Though it seems like a minor tweak, swapping the What You See Is What You Get (WYSIWYG) editor from the old system in favor of a better one was a long and perilous adventure.

It's all in the editor

The WYSIWYG editor of the current system is a decent little program called TinyMCE. We did not write it; instead, we grabbed it from the great farm of available open source software. Sadly, we picked something rotten. It looked shiny and it smelled pleasant, but it was not edible. Unless you were starving. At the time we chose it we were famished. The great limitations of it are known to all of our users: from the Bush Administration-type quality control that would re-write your content to the minuscule editing window on pages that used templates, TinyMCE clearly had its upbringing at the teat of Mussolini.

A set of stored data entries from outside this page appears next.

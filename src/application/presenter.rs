//! User-facing adapter over the store and the remote.
//!
//! Owns the session storage and the selected category filter, and turns
//! sync completions into terminal notices.

use std::sync::Arc;

use rand::Rng;

use crate::domain::{MergeOutcome, QuoteRecord, Result, ALL_CATEGORIES};
use crate::infrastructure::local_storage::{KeyValueStore, LAST_QUOTE_KEY};
use crate::infrastructure::RemoteSource;

use super::formatter::format_sync_notice;
use super::quote_store::SharedStore;
use super::reconciler::SyncListener;

/// Wires user commands to the quote store.
pub struct Presenter {
    store: SharedStore,
    session: Box<dyn KeyValueStore>,
    remote: Option<Arc<dyn RemoteSource>>,
}

impl Presenter {
    /// Create a presenter. Without a remote, added quotes are not posted.
    #[must_use]
    pub fn new(
        store: SharedStore,
        session: Box<dyn KeyValueStore>,
        remote: Option<Arc<dyn RemoteSource>>,
    ) -> Self {
        Self {
            store,
            session,
            remote,
        }
    }

    /// The filter currently in effect, restored from storage.
    pub async fn current_filter(&self) -> Option<String> {
        self.store.lock().await.selected_category()
    }

    /// Pick a random quote under the current filter and remember it for the session.
    ///
    /// # Errors
    /// Returns error if the session write fails.
    pub async fn show_random<R: Rng + ?Sized>(&self, rng: &mut R) -> Result<Option<QuoteRecord>> {
        let quote = {
            let store = self.store.lock().await;
            let filter = store.selected_category();
            store.random(filter.as_deref(), rng).cloned()
        };

        if let Some(quote) = &quote {
            let json = serde_json::to_string(quote).map_err(crate::domain::AppError::json_parse)?;
            self.session.set(LAST_QUOTE_KEY, &json)?;
        }

        Ok(quote)
    }

    /// Quotes under `category`, or under the saved selection when `None`.
    ///
    /// An explicit category becomes the new saved selection.
    ///
    /// # Errors
    /// Returns error if the selection cannot be saved.
    pub async fn filter(&self, category: Option<&str>) -> Result<(String, Vec<QuoteRecord>)> {
        let store = self.store.lock().await;

        let selected = match category {
            Some(category) => {
                store.set_selected_category(category)?;
                category.to_string()
            }
            None => store
                .selected_category()
                .unwrap_or_else(|| ALL_CATEGORIES.to_string()),
        };

        let quotes = store
            .list(Some(selected.as_str()))
            .into_iter()
            .cloned()
            .collect();

        Ok((selected, quotes))
    }

    /// Distinct categories plus the saved selection.
    pub async fn categories(&self) -> (Vec<String>, Option<String>) {
        let store = self.store.lock().await;
        (store.categories(), store.selected_category())
    }

    /// Add a quote and post it to the remote best-effort.
    ///
    /// # Errors
    /// Returns `AppError::Validation` for blank input, or a storage error.
    /// Post failures are only logged.
    pub async fn add_quote(&self, text: &str, category: &str) -> Result<QuoteRecord> {
        let record = self.store.lock().await.add(text, category)?;

        if let Some(remote) = &self.remote {
            if let Err(e) = remote.post_quote(&record).await {
                tracing::warn!(error = %e, "Post failed");
            }
        }

        Ok(record)
    }

    /// The last quote shown in this session.
    #[cfg(test)]
    fn last_shown(&self) -> Option<QuoteRecord> {
        self.session
            .get(LAST_QUOTE_KEY)
            .ok()
            .flatten()
            .and_then(|raw| serde_json::from_str(&raw).ok())
    }
}

/// Prints sync notices to the terminal.
pub struct ConsoleListener;

impl SyncListener for ConsoleListener {
    fn on_synced(&self, outcome: &MergeOutcome, message: &str) {
        println!("{}", format_sync_notice(outcome, message));
    }
}

#[cfg(test)]
mod tests {
    use std::sync::atomic::{AtomicUsize, Ordering};

    use async_trait::async_trait;
    use rand::rngs::StdRng;
    use rand::SeedableRng;

    use super::*;
    use crate::application::quote_store::QuoteStore;
    use crate::domain::{AppError, RemoteItem};
    use crate::infrastructure::local_storage::MemoryStorage;

    #[derive(Default)]
    struct CountingRemote {
        posts: AtomicUsize,
        fail: bool,
    }

    #[async_trait]
    impl RemoteSource for CountingRemote {
        async fn fetch_items(&self) -> Result<Vec<RemoteItem>> {
            Ok(Vec::new())
        }

        async fn post_quote(&self, _quote: &QuoteRecord) -> Result<()> {
            self.posts.fetch_add(1, Ordering::SeqCst);
            if self.fail {
                return Err(AppError::Network {
                    message: "offline".into(),
                });
            }
            Ok(())
        }
    }

    fn presenter(remote: Option<Arc<dyn RemoteSource>>) -> Presenter {
        let store = QuoteStore::initialize(Box::new(MemoryStorage::new())).shared();
        Presenter::new(store, Box::new(MemoryStorage::new()), remote)
    }

    #[tokio::test]
    async fn test_show_random_records_last_quote() {
        let presenter = presenter(None);
        let mut rng = StdRng::seed_from_u64(1);

        let shown = presenter.show_random(&mut rng).await.unwrap();

        assert!(shown.is_some());
        assert_eq!(presenter.last_shown(), shown);
    }

    #[tokio::test]
    async fn test_show_random_uses_saved_filter() {
        let presenter = presenter(None);
        presenter.filter(Some("Life")).await.unwrap();
        let mut rng = StdRng::seed_from_u64(3);

        let shown = presenter.show_random(&mut rng).await.unwrap().unwrap();
        assert_eq!(shown.category, "Life");
    }

    #[tokio::test]
    async fn test_show_random_with_no_match_is_none() {
        let presenter = presenter(None);
        presenter.filter(Some("Nothing")).await.unwrap();
        let mut rng = StdRng::seed_from_u64(3);

        assert!(presenter.show_random(&mut rng).await.unwrap().is_none());
        assert!(presenter.last_shown().is_none());
    }

    #[tokio::test]
    async fn test_filter_saves_and_restores_selection() {
        let presenter = presenter(None);

        let (selected, quotes) = presenter.filter(None).await.unwrap();
        assert_eq!(selected, "all");
        assert_eq!(quotes.len(), 3);

        let (_, quotes) = presenter.filter(Some("Philosophy")).await.unwrap();
        assert_eq!(quotes.len(), 1);

        let (selected, quotes) = presenter.filter(None).await.unwrap();
        assert_eq!(selected, "Philosophy");
        assert_eq!(quotes.len(), 1);
        assert_eq!(presenter.current_filter().await.as_deref(), Some("Philosophy"));

        let (_, quotes) = presenter.filter(Some("all")).await.unwrap();
        assert_eq!(quotes.len(), 3);
    }

    #[tokio::test]
    async fn test_add_posts_to_remote() {
        let remote = Arc::new(CountingRemote::default());
        let presenter = presenter(Some(Arc::clone(&remote) as Arc<dyn RemoteSource>));

        presenter.add_quote("Posted", "Remote").await.unwrap();

        assert_eq!(remote.posts.load(Ordering::SeqCst), 1);
        let (categories, _) = presenter.categories().await;
        assert!(categories.contains(&"Remote".to_string()));
    }

    #[tokio::test]
    async fn test_add_ignores_post_failure() {
        let remote = Arc::new(CountingRemote {
            fail: true,
            ..CountingRemote::default()
        });
        let presenter = presenter(Some(Arc::clone(&remote) as Arc<dyn RemoteSource>));

        let record = presenter.add_quote("Still saved", "Local").await.unwrap();
        assert_eq!(record.text, "Still saved");
    }

    #[tokio::test]
    async fn test_invalid_add_does_not_post() {
        let remote = Arc::new(CountingRemote::default());
        let presenter = presenter(Some(Arc::clone(&remote) as Arc<dyn RemoteSource>));

        let result = presenter.add_quote("", "Life").await;

        assert!(matches!(result, Err(AppError::Validation { .. })));
        assert_eq!(remote.posts.load(Ordering::SeqCst), 0);
    }
}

. Like Mussolini, we were lying when we said it made the trains run on time. We even had to go so far as to create "features" to work around the problems caused by TinyMCE. That "disable WYSIWYG editor" was so that our users would not have to suffer through it. TinyMCE brought a lot of heartache, and that was just the daily impact we would see on our support staff. TinyMCE had to go. Under the new Salsa regime it was first against the wall. But first we needed a replacement. The new editor needed to:

  • Generate really clean HTML.
  • Be lightweight. (TinyMCE was a hog dipped in butter.)
  • Clean out the crud that Microsoft Word generates.
  • Be cross-browser compliant.

A clarion call was put out for a new editor. By this I mean I turned around in our cramped office and said, "TinyMCE blows. Any suggestions?" The response was clear: "All inline editors blow." This was not encouraging, but I was not one to give up. Every, and I mean about a dozen, open source or free editors were looked at. About a half-dozen editors with a price were tested. Rumors even started that one rogue programmer in our midst had written his own editor. The story gets even weirder: said programmer has also written his own spreadsheet application, and wears a colander on his head because he is convinced that Google is stealing all of his ideas. These were scary times. Then I discovered KTML. KTML from our friends in Romania was a godsend. Sure it cost, but it was slick and it met all of our requirements. And as a bonus they had a JSP version. Being a JSP shop this sounded good. In June 2006 we made the plunge to KTML. Happiness, briefly, reigned. Around December, our intrepid developer Erin pinged the KTML support team. In the past they generally would respond in a day or so. This time, silence. She pinged them again. The silence extended into January. Was Romania invaded? Was KTML a front for an eastern European drug syndicate? Nope. Adobe bought them. Then, Adobe summarily executed KTML for JSP. I felt dirty, alone and I panicked. AHHHHHHHHHHH. Salsa was already in an early form of its public beta at this time. Some of you even used it with KTML. Do we stick with the devil we know in TinyMCE or do we start our hunt anew? Testosterone flowed and the hunt began again. From our past crusades we knew where to look and quickly narrowed the field down to one: FCKEditor. Its name is odd, but its form is elegant. (Or as elegant as an inline editor can get.) It generates XHTML-compliant code, it's lightweight, Microsoft's mucus-laden babel is easily tackled and it works across a variety of browsers. From first glance it seemed great. Then, as we began to install it, it made us smile. When we opened its image library function we fell in love. And this is how we came to love the editor with the seemingly offensive name. Deus ex machina.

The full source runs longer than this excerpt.